DDPG is an actor-critic algorithm that utilizes one neural network (critic) to estimate the Q function and another (actor) to select the action. It is based on the deterministic policy gradient theorem, allowing both the actor and critic to be trained off-policy from a replay buffer. The policy network outputs a specific action instead of a probability distribution, enabling a flexible exploration strategy.

* The `Pendulum-v1` environment provides a three-dimensional observation vector $(\cos(\alpha), \sin(\alpha), \dot{\alpha})$ where $\alpha$ represents the angle between the pendulum and the vertical line. 

* The action is a scalar value between -2 and 2, representing the torque applied to the pendulum's unique joint. 

* The control policy must learn to swing the pendulum to gain momentum before stabilizing it in a vertical position with minimal torque. 
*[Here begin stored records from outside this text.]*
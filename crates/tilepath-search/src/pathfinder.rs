use std::collections::{BinaryHeap, HashMap};

use tilepath_core::Coord;

// ---------------------------------------------------------------------------
// Internal per-coordinate bookkeeping
// ---------------------------------------------------------------------------

/// Search record for one discovered coordinate.
#[derive(Clone, Copy)]
pub(crate) struct Node {
    /// Accumulated cost of the best known route from the start.
    pub(crate) g: i32,
    /// Estimated remaining cost to the goal, fixed at discovery.
    pub(crate) h: i32,
    pub(crate) parent: Option<Coord>,
    /// Finalized positions are never reopened.
    pub(crate) closed: bool,
}

/// Open-heap entry, ordered by total estimated cost for use in `BinaryHeap`.
#[derive(Clone, Copy, Eq, PartialEq)]
pub(crate) struct OpenRef {
    pub(crate) pos: Coord,
    pub(crate) f: i32,
    pub(crate) h: i32,
}

impl Ord for OpenRef {
    fn cmp(&self, other: &Self) -> std::cmp::Ordering {
        // Reverse so BinaryHeap (a max-heap) pops the smallest f first;
        // equal f prefers the entry estimated closer to the goal.
        other.f.cmp(&self.f).then_with(|| other.h.cmp(&self.h))
    }
}

impl PartialOrd for OpenRef {
    fn partial_cmp(&self, other: &Self) -> Option<std::cmp::Ordering> {
        Some(self.cmp(other))
    }
}

// ---------------------------------------------------------------------------
// Pathfinder
// ---------------------------------------------------------------------------

/// Reusable state for path searches over a [`Topology`](crate::Topology).
///
/// `Pathfinder` owns the open heap, the per-coordinate bookkeeping map,
/// and a neighbor scratch buffer, so repeated queries incur no
/// allocations once warm. All transient search state lives here and is
/// reset at the start of every search; the topology itself is only read,
/// and nothing carries over from one query to the next.
///
/// The bookkeeping map is keyed by coordinate and populated lazily, so a
/// search only pays for the tiles it actually visits.
pub struct Pathfinder {
    pub(crate) nodes: HashMap<Coord, Node>,
    pub(crate) open: BinaryHeap<OpenRef>,
    pub(crate) nbuf: Vec<Coord>,
}

impl Pathfinder {
    /// Create a pathfinder with empty scratch.
    pub fn new() -> Self {
        Self {
            nodes: HashMap::new(),
            open: BinaryHeap::new(),
            nbuf: Vec::with_capacity(8),
        }
    }
}

impl Default for Pathfinder {
    fn default() -> Self {
        Self::new()
    }
}

#[cfg(test)]
mod tests {
    use super::*;

    #[test]
    fn open_heap_pops_lowest_f_then_lowest_h() {
        let mut heap = BinaryHeap::new();
        heap.push(OpenRef {
            pos: Coord::new(0, 0),
            f: 30,
            h: 10,
        });
        heap.push(OpenRef {
            pos: Coord::new(1, 0),
            f: 20,
            h: 18,
        });
        heap.push(OpenRef {
            pos: Coord::new(2, 0),
            f: 20,
            h: 4,
        });

        let first = heap.pop().unwrap();
        assert_eq!((first.f, first.h), (20, 4));
        let second = heap.pop().unwrap();
        assert_eq!((second.f, second.h), (20, 18));
        let third = heap.pop().unwrap();
        assert_eq!(third.f, 30);
    }
}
* The reward function is defined as $-(\alpha^2 + 0.1\cdot\dot{\alpha}^2 + 0.001\cdot\tau^2)$, with the maximum reward of 0 achieved when the pendulum is vertically positioned, motionless, and with no torque applied.


In [21]:
import gym
import numpy as np
from helpers import NormalizedEnv, RandomAgent
import torch
import torch.nn as nn

___
### Heuristic Policy

In this section, we will familiarize ourselves with the `Pendulum-v1` environment by implementing a simple heuristic policy to attempt stabilizing the pendulum. We will compare the heuristic policy with a random policy to verify the increase in average reward.

_**Tasks:**_


1. Create an instance of the `Pendulum-v1` environment and wrap it in a `NormalizedEnv` class.

In [22]:
env = NormalizedEnv(gym.make('Pendulum-v1'))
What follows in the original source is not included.